Component | query service |
Stakeholders | Jeb Bearer, Abdul Basit |
A successful response is always returned before an HTTP request with a reasonable configuration times out. In practice this means response times should rarely exceed 1s.
A malicious client cannot exhaust the computational resources of the server by making a malicious pattern of rapid requests. In some cases this may require extra defenses such as rate limiting or limiting the ranges of data that can be requested in a single request.
Acceptance: Run an Espresso network and configure a node to prune after a certain amount of disk usage – say 1 GB. Run the network until storage on the node reaches 1 GB. Check that blocks are being pruned (e.g. block 0 is no longer available). Continue running the network for some time and check that disk and memory usage on the subject node remain constant.
Acceptance: Run an Espresso network under light load and configure a node to prune after a certain retention period (say 1 hour) but with a very large permissible disk usage (say 1 TB). Check that after 1 hour, data older than 1 hour is being pruned even though the disk usage is below the threshold. Check that data younger than 1 hour is still accessible.
Acceptance: Run an Espresso network under heavy load (e.g. running the load
generator to create random transactions). Also simulate adversarial query
service requests (e.g. using the nasty client). Monitor CPU utilization and
HTTP response times on query nodes. CPU utilization should remain below
acceptable limits and response times should not exceed a few seconds, with a
95th percentile under 1 second.
An alert can always be triggered when the node is unable to participate in consensus
An alert is rarely triggered when the node is successfully participating in consensus
Alerts can optionally be configured to trigger or not when consensus is failing due to a network-wide issue rather than an issue with the specific nodes
Advisory warnings can be triggered and attributed to specific problems with the node that may or may not lead to an alert. These warnings should help trace a subsequent alert to the specific area of the problem, such as the network, the database, etc.
Acceptance: Using the query service metrics, configure alerts such that no
incidents are missed and the team doesn’t get grumpy from false alarms.

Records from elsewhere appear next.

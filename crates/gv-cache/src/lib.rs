//! `gv-cache` — on-disk cache for merged feature tables.
//!
//! | Module    | Contents                                          |
//! |-----------|---------------------------------------------------|
//! | [`store`] | `CacheStore`: load/save tables by key             |
//! | [`key`]   | fixed keys and the bounding-box-derived key       |
//! | [`error`] | `CacheError`, `CacheResult`                       |

pub mod error;
pub mod key;
pub mod store;

#[cfg(test)]
mod tests;

// ── Re-exports ────────────────────────────────────────────────────────────────

pub use error::{CacheError, CacheResult};
pub use key::{bbox_key, BUILDINGS_KEY, ROADS_KEY};
pub use store::CacheStore;
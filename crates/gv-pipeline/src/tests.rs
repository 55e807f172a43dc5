//! Integration-style tests for the pipeline driver.
//!
//! Each test builds a disposable PLATEAU-like directory layout (bldg/,
//! tran/, cache/) in a tempdir and runs the real pipeline over it with a
//! small raster size.

#[cfg(test)]
mod fixtures {
    use std::fs;
    use std::path::Path;

    /// CityGML building tile: `n` one-polygon buildings near
    /// (lat 35.0, lon 138.0), EPSG:6697.
    pub fn building_tile(n: usize) -> String {
        let mut members = String::new();
        for i in 0..n {
            let lat = 35.0 + i as f64 * 0.001;
            members.push_str(&format!(
                r#"  <core:cityObjectMember>
    <bldg:Building>
      <bldg:measuredHeight>10.5</bldg:measuredHeight>
      <gml:Polygon>
        <gml:exterior><gml:LinearRing>
          <gml:posList srsDimension="3">{lat} 138.0 0 {lat} 138.0005 0 {lat2} 138.0005 0 {lat2} 138.0 0 {lat} 138.0 0</gml:posList>
        </gml:LinearRing></gml:exterior>
      </gml:Polygon>
    </bldg:Building>
  </core:cityObjectMember>
"#,
                lat = lat,
                lat2 = lat + 0.0005,
            ));
        }
        format!(
            r#"<?xml version="1.0" encoding="UTF-8"?>
<core:CityModel xmlns:core="http://www.opengis.net/citygml/2.0"
    xmlns:bldg="http://www.opengis.net/citygml/building/2.0"
    xmlns:gml="http://www.opengis.net/gml">
  <gml:boundedBy>
    <gml:Envelope srsName="http://www.opengis.net/def/crs/EPSG/0/6697"/>
  </gml:boundedBy>
{members}</core:CityModel>
"#
        )
    }

    /// Road tile with `n` line-string features, EPSG:6697.
    pub fn road_tile(n: usize) -> String {
        let mut members = String::new();
        for i in 0..n {
            let lat = 35.0 + i as f64 * 0.002;
            members.push_str(&format!(
                r#"  <core:cityObjectMember>
    <tran:Road>
      <gml:LineString>
        <gml:posList>{lat} 138.0 {lat} 138.01</gml:posList>
      </gml:LineString>
    </tran:Road>
  </core:cityObjectMember>
"#
            ));
        }
        format!(
            r#"<?xml version="1.0" encoding="UTF-8"?>
<core:CityModel xmlns:core="http://www.opengis.net/citygml/2.0"
    xmlns:tran="http://www.opengis.net/citygml/transportation/2.0"
    xmlns:gml="http://www.opengis.net/gml">
  <gml:boundedBy>
    <gml:Envelope srsName="urn:ogc:def:crs:EPSG::6697"/>
  </gml:boundedBy>
{members}</core:CityModel>
"#
        )
    }

    /// One-building tile whose footprint exactly spans the given lon/lat box.
    pub fn building_tile_spanning(lon0: f64, lat0: f64, lon1: f64, lat1: f64) -> String {
        format!(
            r#"<?xml version="1.0" encoding="UTF-8"?>
<core:CityModel xmlns:core="http://www.opengis.net/citygml/2.0"
    xmlns:gml="http://www.opengis.net/gml">
  <gml:boundedBy>
    <gml:Envelope srsName="urn:ogc:def:crs:EPSG::6697"/>
  </gml:boundedBy>
  <core:cityObjectMember>
    <building>
      <gml:Polygon>
        <gml:exterior><gml:LinearRing>
          <gml:posList>{lat0} {lon0} {lat0} {lon1} {lat1} {lon1} {lat1} {lon0} {lat0} {lon0}</gml:posList>
        </gml:LinearRing></gml:exterior>
      </gml:Polygon>
    </building>
  </core:cityObjectMember>
</core:CityModel>
"#
        )
    }

    pub fn write(dir: &Path, name: &str, contents: &str) {
        fs::create_dir_all(dir).unwrap();
        fs::write(dir.join(name), contents).unwrap();
    }
}

#[cfg(test)]
mod driver {
    use std::fs;
    use std::path::Path;

    use gv_core::Crs;
    use gv_render::RenderOptions;

    use crate::{Pipeline, PipelineConfig, RunSummary};

    use super::fixtures::{building_tile, road_tile, write};

    fn test_config(root: &Path) -> PipelineConfig {
        PipelineConfig {
            building_dir: root.join("bldg"),
            road_dir: root.join("tran"),
            building_files: vec![
                "a_bldg.gml".to_string(),
                "b_bldg.gml".to_string(),
                "missing_bldg.gml".to_string(),
            ],
            road_files: vec!["a_tran.gml".to_string()],
            cache_dir: root.join("cache"),
            building_cache_key: gv_cache::BUILDINGS_KEY.to_string(),
            road_cache_key: gv_cache::ROADS_KEY.to_string(),
            output_path: root.join("building_road_visualization.png"),
            target_crs: Crs::JGD2011_PLANE_I,
            render: RenderOptions {
                width: 320,
                height: 256,
                ..RenderOptions::default()
            },
        }
    }

    fn populate_sources(root: &Path) {
        write(&root.join("bldg"), "a_bldg.gml", &building_tile(3));
        write(&root.join("bldg"), "b_bldg.gml", &building_tile(5));
        write(&root.join("tran"), "a_tran.gml", &road_tile(4));
    }

    #[test]
    fn end_to_end_counts_and_raster() {
        let dir = tempfile::tempdir().unwrap();
        populate_sources(dir.path());

        let config = test_config(dir.path());
        let output = config.output_path.clone();
        let summary = Pipeline::new(config).run().unwrap();

        assert_eq!(
            summary,
            RunSummary {
                buildings: Some(8),
                roads: Some(4),
                rendered: true,
            }
        );
        assert!(fs::metadata(&output).unwrap().len() > 0);
    }

    #[test]
    fn no_data_creates_no_raster() {
        let dir = tempfile::tempdir().unwrap();
        // Directories exist but hold none of the configured files.
        fs::create_dir_all(dir.path().join("bldg")).unwrap();
        fs::create_dir_all(dir.path().join("tran")).unwrap();

        let config = test_config(dir.path());
        let output = config.output_path.clone();
        let summary = Pipeline::new(config).run().unwrap();

        assert_eq!(
            summary,
            RunSummary {
                buildings: None,
                roads: None,
                rendered: false,
            }
        );
        assert!(!output.exists(), "no raster may be written without data");
    }

    #[test]
    fn cache_short_circuits_source_loading() {
        let dir = tempfile::tempdir().unwrap();
        populate_sources(dir.path());

        let first = Pipeline::new(test_config(dir.path())).run().unwrap();
        assert_eq!(first.buildings, Some(8));

        // Source tiles gone; the caches must carry the second run alone.
        fs::remove_dir_all(dir.path().join("bldg")).unwrap();
        fs::remove_dir_all(dir.path().join("tran")).unwrap();

        let second = Pipeline::new(test_config(dir.path())).run().unwrap();
        assert_eq!(second, first);
    }

    #[test]
    fn one_category_alone_still_renders() {
        let dir = tempfile::tempdir().unwrap();
        write(&dir.path().join("tran"), "a_tran.gml", &road_tile(4));

        let summary = Pipeline::new(test_config(dir.path())).run().unwrap();
        assert_eq!(
            summary,
            RunSummary {
                buildings: None,
                roads: Some(4),
                rendered: true,
            }
        );
    }

    #[test]
    fn undecodable_file_does_not_abort_the_batch() {
        let dir = tempfile::tempdir().unwrap();
        populate_sources(dir.path());
        // Overwrite one configured tile with noise.
        write(&dir.path().join("bldg"), "b_bldg.gml", "not gml at all");

        let summary = Pipeline::new(test_config(dir.path())).run().unwrap();
        assert_eq!(summary.buildings, Some(3));
        assert_eq!(summary.roads, Some(4));
        assert!(summary.rendered);
    }
}

#[cfg(test)]
mod console {
    use std::collections::BTreeMap;

    use geo_types::{polygon, Geometry};

    use gv_core::{Crs, Feature, FeatureTable};

    use crate::driver::{capitalized, summary_text};

    fn one_row_table() -> FeatureTable {
        let mut t = FeatureTable::new(Crs::JGD2011_PLANE_I);
        t.push(Feature {
            geometry: Geometry::Polygon(polygon![
                (x: 0.0, y: 0.0),
                (x: 1.0, y: 0.0),
                (x: 1.0, y: 1.0),
            ]),
            attributes: BTreeMap::new(),
        });
        t
    }

    #[test]
    fn category_labels_capitalize_for_timing_lines() {
        assert_eq!(capitalized("building"), "Building");
        assert_eq!(capitalized("road"), "Road");
        assert_eq!(capitalized(""), "");
    }

    #[test]
    fn summary_separates_blocks_with_a_blank_line() {
        let table = one_row_table();
        let text = summary_text(Some(&table), None);

        assert!(text.contains("DATA SUMMARY"));
        assert!(text.contains("Buildings:\n"));
        // The road block starts after an empty line.
        assert!(text.contains("\n\nRoads: No data loaded"), "{text}");
    }

    #[test]
    fn summary_reports_missing_categories() {
        let text = summary_text(None, None);
        assert!(text.contains("Buildings: No data loaded"));
        assert!(text.contains("Roads: No data loaded"));
    }
}

#[cfg(test)]
mod merge_tool {
    use gv_cache::CacheStore;

    use crate::merge_and_cache;

    use super::fixtures::{building_tile_spanning, write};

    #[test]
    fn derives_bbox_key_and_saves() {
        let dir = tempfile::tempdir().unwrap();
        let bldg = dir.path().join("bldg");
        write(
            &bldg,
            "tile.gml",
            &building_tile_spanning(138.1, 35.1, 138.2, 35.2),
        );

        let cache_dir = dir.path().join("cache");
        let key = merge_and_cache(&[bldg.join("tile.gml")], &cache_dir)
            .unwrap()
            .expect("one tile contributed data");

        // JGD2011 and WGS84 agree to well under 1e-4 degrees, so the key is
        // exactly the fixture's extent.
        assert_eq!(key, "bldg_merged_LL_138.1000_35.1000_UR_138.2000_35.2000.pkl");

        let store = CacheStore::new(&cache_dir);
        let table = store.load(&key).unwrap().expect("cache entry exists");
        assert_eq!(table.len(), 1);
        // Stored in the source CRS, not WGS84.
        assert_eq!(table.crs(), gv_core::Crs::PLATEAU_DELIVERY);
    }

    #[test]
    fn nothing_to_merge_saves_nothing() {
        let dir = tempfile::tempdir().unwrap();
        let cache_dir = dir.path().join("cache");

        let key = merge_and_cache(&[dir.path().join("absent.gml")], &cache_dir).unwrap();
        assert!(key.is_none());
        assert!(!cache_dir.exists());
    }
}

Acceptance: It should be possible to design a client side library with an
interface mirroring that of the query service itself, but whose functions
return errors in the case of any malicious response from the server.
Acceptance: Use the header, leaf, block, payload, and VID streams to check
that new objects are confirmed every few seconds. Check that the different
objects corresponding to each block are all consistent (e.g. the payload hash in
the leaf matches the actual payload). Check that the single object queries for a
given block are successful immediately after receiving that block on a stream.
Acceptance: Submit transactions such that a block is created with a small
transaction in namespace A and a very large transaction in namespace B. Fetch
the data for each namespace separately, and check that it matches the
submitted transactions. Inspect the size in bytes of the HTTP response for
namespace A and require that it is within a factor of 2 of the submitted
transaction size.
Acceptance: Run an Espresso network with a fee-paying builder. For randomly selected block heights h:
Query the block state for arbitrary block numbers n < h. For each, check that the Merkle path is valid and the leaf element of the path is the hash of header n, obtained by querying header n directly from the availability API.
Query the fee state for the builder account, check Merkle proofs, and check that the leaf element of the Merkle path is a reasonable fee amount which is decreasing over time (as the builder pays fees).
Query the reward state for a delegator account, check Merkle proofs, and check that the leaf element of the Merkle path is a reasonable reward amount which is increasing over time.
Acceptance: Run an Espresso network until it has changed epochs several times. Fetch the stake table by epoch number for each epoch, and check that it matches the configuration of the L1 Stake Table Smart Contract at the time corresponding to that epoch. Fetch the current stake table and check that the result is the same as fetching the stake table by epoch number for the current epoch number.
Acceptance: Make edge case queries like fetching future epochs and very old
epochs. They should quickly respond with an error.
This feature is especially useful for indexer type applications like a block explorer.
Tech Debt:
Currently, transaction iteration is not supported. Clients must iterate over blocks, manually expanding to transactions and filtering by namespace.
Acceptance: Run an Espresso network until it reaches a certain block height h. Iterate over all of the aformentioned object types, from 0 to h and h to 0. At each step, check that the object has the expected height (i.e. the iteration proceeds in order without skipping any objects) and matches the result of querying for that object individually.
Acceptance: Repeat with various randomly selected page sizes.
Acceptance: Submit transactions for many namespaces. Iterate over
transactions filtering by a particular namespace, and check that only and all
transactions from that namespace are returned, in the appropriate order.
For a given range of blocks or the entire history of the network
For a given namespace or all namespaces in aggregate
Tech Debt:
Currently aggregate statistics are not indexed by namespace, and can only be queried for all namespaces in aggregate.
Acceptance: Submit blocks of known sizes with various namespaces populated.
Check that the total transaction count, total payload size, and per-namespace
counts and sizes reflect the submitted data. Using ranged queries, ensure it is
possible to exclude certain block ranges from the counts and sizes in the query
results.
Assumption: The block is younger than the retention period of honest nodes that have enabled pruning.
Acceptance: In a running Espresso network, use the availability API to
download VID common data for a certain block, and use the node API to
download a corresponding VID share from each individual node. Run the VID
recovery algorithm from Jellyfish to reconstruct a complete payload. Fetch the
corresponding payload from the availability API and check that it is the same
as the recovered payload.